О том, что произошло дальше, читаем у А. И. Михайловского-Данилевского: «При конце боя Барклай-де-Толли был ранен пулей в правую руку с переломом кости. Рана сия положила основание изумительно быстрому его возвышению. Отправясь для излечения в Петербург, Барклай-де-Толли был удостоен посещений императора Александра и продолжительных с ним разговоров о военных действиях и состоянии армии. Во время сих бесед Барклай-де-Толли снискал полную доверенность монарха: был под Эйлау генерал-майором, через два года он является генералом от инфантерии и главнокомандующим в Финляндии, через три — военным министром, а через пять лет — представителем одной из армий, назначенных отражать нашествие Наполеона на Россию».
На самом деле все было не совсем так. Сначала в Мемель приехали жена Михаила Богдановича с сыном и воспитанницей и его личный доктор М. А. Баталин. Последний осмотрел рану и констатировал печальный факт — она очень тяжелая. Собрать обломки раздробленных костей он не смог и предложил уповать на лекарства и компрессы, которые должна была день и ночь менять заботливая Хелена-Августа.
И она, не задавая лишних вопросов, принялась за работу, но рука очень сильно болела, однако «ампутировать ее Барклай не разрешал, надеясь на то, что организм возьмет свое, и он выздоровеет».
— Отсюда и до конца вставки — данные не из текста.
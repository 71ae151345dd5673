//! Types for the transcode module.

use std::ffi::OsString;
use std::path::{Path, PathBuf};

use crate::process::PipelineStage;

const INPUT_PLACEHOLDERS: [&str; 2] = ["${input}", "$input"];
const OUTPUT_PLACEHOLDERS: [&str; 2] = ["${output}", "$output"];

/// How to turn one input file into one output file.
#[derive(Debug, Clone, PartialEq, Eq)]
pub enum TranscodeOperation {
    /// A shell command template. It runs under `sh -c` with the environment
    /// variables `input` and `output` set to the two paths, so the template
    /// should reference them quoted: `"$input"`, `"$output"`.
    Command { template: String, extension: String },

    /// Decoder stdout streamed into encoder stdin.
    Pipeline {
        decode: StageTemplate,
        encode: StageTemplate,
        extension: String,
    },
}

impl TranscodeOperation {
    pub fn command(template: impl Into<String>, extension: impl Into<String>) -> Self {
        Self::Command {
            template: template.into(),
            extension: normalize_extension(extension.into()),
        }
    }

    pub fn pipeline(
        decode: StageTemplate,
        encode: StageTemplate,
        extension: impl Into<String>,
    ) -> Self {
        Self::Pipeline {
            decode,
            encode,
            extension: normalize_extension(extension.into()),
        }
    }

    /// The shell template of a [`TranscodeOperation::Command`].
    pub fn command_template(&self) -> Option<&str> {
        match self {
            Self::Command { template, .. } => Some(template),
            Self::Pipeline { .. } => None,
        }
    }

    /// The two stages of a [`TranscodeOperation::Pipeline`].
    pub fn stages(&self) -> Option<(&StageTemplate, &StageTemplate)> {
        match self {
            Self::Pipeline { decode, encode, .. } => Some((decode, encode)),
            Self::Command { .. } => None,
        }
    }

    /// Output file extension, without the leading dot.
    pub fn extension(&self) -> &str {
        match self {
            Self::Command { extension, .. } | Self::Pipeline { extension, .. } => extension,
        }
    }

    /// Short human-readable description for logs.
    pub fn describe(&self) -> String {
        match self {
            Self::Command { template, .. } => format!("sh -c {}", template),
            Self::Pipeline { decode, encode, .. } => {
                format!("{} | {}", decode.render(), encode.render())
            }
        }
    }
}

fn normalize_extension(extension: String) -> String {
    match extension.strip_prefix('.') {
        Some(stripped) => stripped.to_string(),
        None => extension,
    }
}

/// A pipeline stage whose arguments may contain `$input` / `$output`
/// placeholders (also accepted as `${input}` / `${output}`).
#[derive(Debug, Clone, PartialEq, Eq)]
pub struct StageTemplate {
    pub program: PathBuf,
    pub args: Vec<String>,
}

impl StageTemplate {
    pub fn new<I, S>(program: impl Into<PathBuf>, args: I) -> Self
    where
        I: IntoIterator<Item = S>,
        S: Into<String>,
    {
        Self {
            program: program.into(),
            args: args.into_iter().map(Into::into).collect(),
        }
    }

    /// Substitutes the placeholders, producing a runnable stage.
    ///
    /// An argument that is exactly a placeholder receives the path unchanged
    /// (non-UTF-8 paths included). Placeholders embedded in a longer argument
    /// are replaced textually.
    pub fn bind(&self, input: &Path, output: &Path) -> PipelineStage {
        let args = self
            .args
            .iter()
            .map(|arg| bind_arg(arg, input, output))
            .collect::<Vec<_>>();
        PipelineStage::new(&self.program, args)
    }

    /// Whether any argument references `$output`.
    pub fn references_output(&self) -> bool {
        self.args
            .iter()
            .any(|a| OUTPUT_PLACEHOLDERS.iter().any(|p| a.contains(p)))
    }

    fn render(&self) -> String {
        let mut line = self.program.to_string_lossy().into_owned();
        for arg in &self.args {
            line.push(' ');
            line.push_str(arg);
        }
        line
    }
}

fn bind_arg(arg: &str, input: &Path, output: &Path) -> OsString {
    if INPUT_PLACEHOLDERS.contains(&arg) {
        return input.as_os_str().to_os_string();
    }
    if OUTPUT_PLACEHOLDERS.contains(&arg) {
        return output.as_os_str().to_os_string();
    }

    let mut bound = arg.to_string();
    // Braced forms first so "${input}" is not left as "{...}".
    for placeholder in INPUT_PLACEHOLDERS {
        bound = bound.replace(placeholder, &input.to_string_lossy());
    }
    for placeholder in OUTPUT_PLACEHOLDERS {
        bound = bound.replace(placeholder, &output.to_string_lossy());
    }
    OsString::from(bound)
}

#[cfg(test)]
mod tests {
    use super::*;

    #[test]
    fn test_bind_whole_argument_placeholders() {
        let stage = StageTemplate::new("fdkaac", ["-I", "-", "-o", "$output"]);
        let bound = stage.bind(Path::new("/tmp/a.flac"), Path::new("/tmp/out/01 - A.m4a"));
        assert_eq!(bound.program, PathBuf::from("fdkaac"));
        assert_eq!(
            bound.args,
            vec![
                OsString::from("-I"),
                OsString::from("-"),
                OsString::from("-o"),
                OsString::from("/tmp/out/01 - A.m4a"),
            ]
        );
    }

    #[test]
    fn test_bind_embedded_and_braced_placeholders() {
        let stage = StageTemplate::new("enc", ["--in=${input}", "--out=$output", "${output}.log"]);
        let bound = stage.bind(Path::new("/in.flac"), Path::new("/out.m4a"));
        assert_eq!(
            bound.args,
            vec![
                OsString::from("--in=/in.flac"),
                OsString::from("--out=/out.m4a"),
                OsString::from("/out.m4a.log"),
            ]
        );
    }

    #[test]
    fn test_extension_is_normalized() {
        let op = TranscodeOperation::command("true", ".opus");
        assert_eq!(op.extension(), "opus");
        let op = TranscodeOperation::pipeline(
            StageTemplate::new("a", Vec::<String>::new()),
            StageTemplate::new("b", Vec::<String>::new()),
            "m4a",
        );
        assert_eq!(op.extension(), "m4a");
    }

    #[test]
    fn test_references_output() {
        assert!(StageTemplate::new("fdkaac", ["-o", "$output"]).references_output());
        assert!(StageTemplate::new("x", ["--out=${output}"]).references_output());
        assert!(!StageTemplate::new("ffmpeg", ["-i", "$input"]).references_output());
    }

    #[test]
    fn test_describe_pipeline() {
        let op = TranscodeOperation::pipeline(
            StageTemplate::new("ffmpeg", ["-i", "$input", "-f", "caf", "-"]),
            StageTemplate::new("fdkaac", ["-", "-o", "$output"]),
            "m4a",
        );
        assert_eq!(op.describe(), "ffmpeg -i $input -f caf - | fdkaac - -o $output");
    }
}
«По счастью, император Александр, заехавший по необходимости в Мемель, послал к раненому своего лейб-медика Джеймса Виллие. Опытный англичанин вынул из раны тридцать две мелкие косточки. Во время тяжелейшей и весьма болезненной операции Михаил Богданович вел себя мужественно и не проронил ни звука».
Во время операции доктору Виллие, как могли, помогали Хелена-Августа и их воспитанница Лина фон Гельфрейх. Они подносили кувшины с теплой водой, чистые полотенца и вообще, с трудом скрывая ужас, делали все, что просил англичанин.
После операции к Барклаю-де-Толли явился Александр I, то есть произошло это не в Санкт-Петербурге, а непосредственно в Мемеле. Ранее, кстати, генерал всего дважды видел императора, но никогда не разговаривал с ним.
Доктор М. А. Баталин в своем письме А. В. Висковатову потом отписывал эту сцену так: «Барклай-де-Толли, сидя за столом, читал книгу. <.> Сын его и я, также занятые чтением, увидели, что в дверь вошел его императорское величество государь император Александр Павлович. Генерал, увидя его, желал встать, но не мог, и государь, подойдя к нему и положа руку на голову, приказал не беспокоиться и спросил, кто с ним находится, на что генерал отвечал, что сын его и полковой медик; потом спросил, как он чувствует себя после операции, и требовал объяснения бывшего Прейсиш-Эйлауского сражения, чему генерал сделал подробное объяснение. По окончании сего государь изволил спросить, не имеет ли он в чем нужды, на что он донес, что не имеет, а так как объявлен ему в тот день чин генерал-лейтенанта, по сему он обязан еще сие заслуживать.
Во все время бытности государя супруга генерала была в нише, задернутом пологом, и слышала все происходившее, и, когда государь изволил выйти, она тотчас встала с кровати и, подойдя к генералу, с упреком ему выговаривала, что он скрыл от государя свое недостаточное состояние, и генерал, желая остановить неприятный ему разговор, сказал, что для него сноснее перенести все лишения, нежели подать повод к заключению, что он недостаточно награжден государем и расположен к интересу. После сего, недели через четыре, можно бы было, по мнению моему, сделать переезд в Лифляндскую его деревню, но, не имея чем расплатиться с хозяином дома за квартиру и содержание, ожидал присылки денег от двоюродного брата своего рижского бургомистра Барклая-де-Толли и, получа оные, весной отправился в Ригу, откуда в имение свое Бекгоф, где и находился до выздоровления».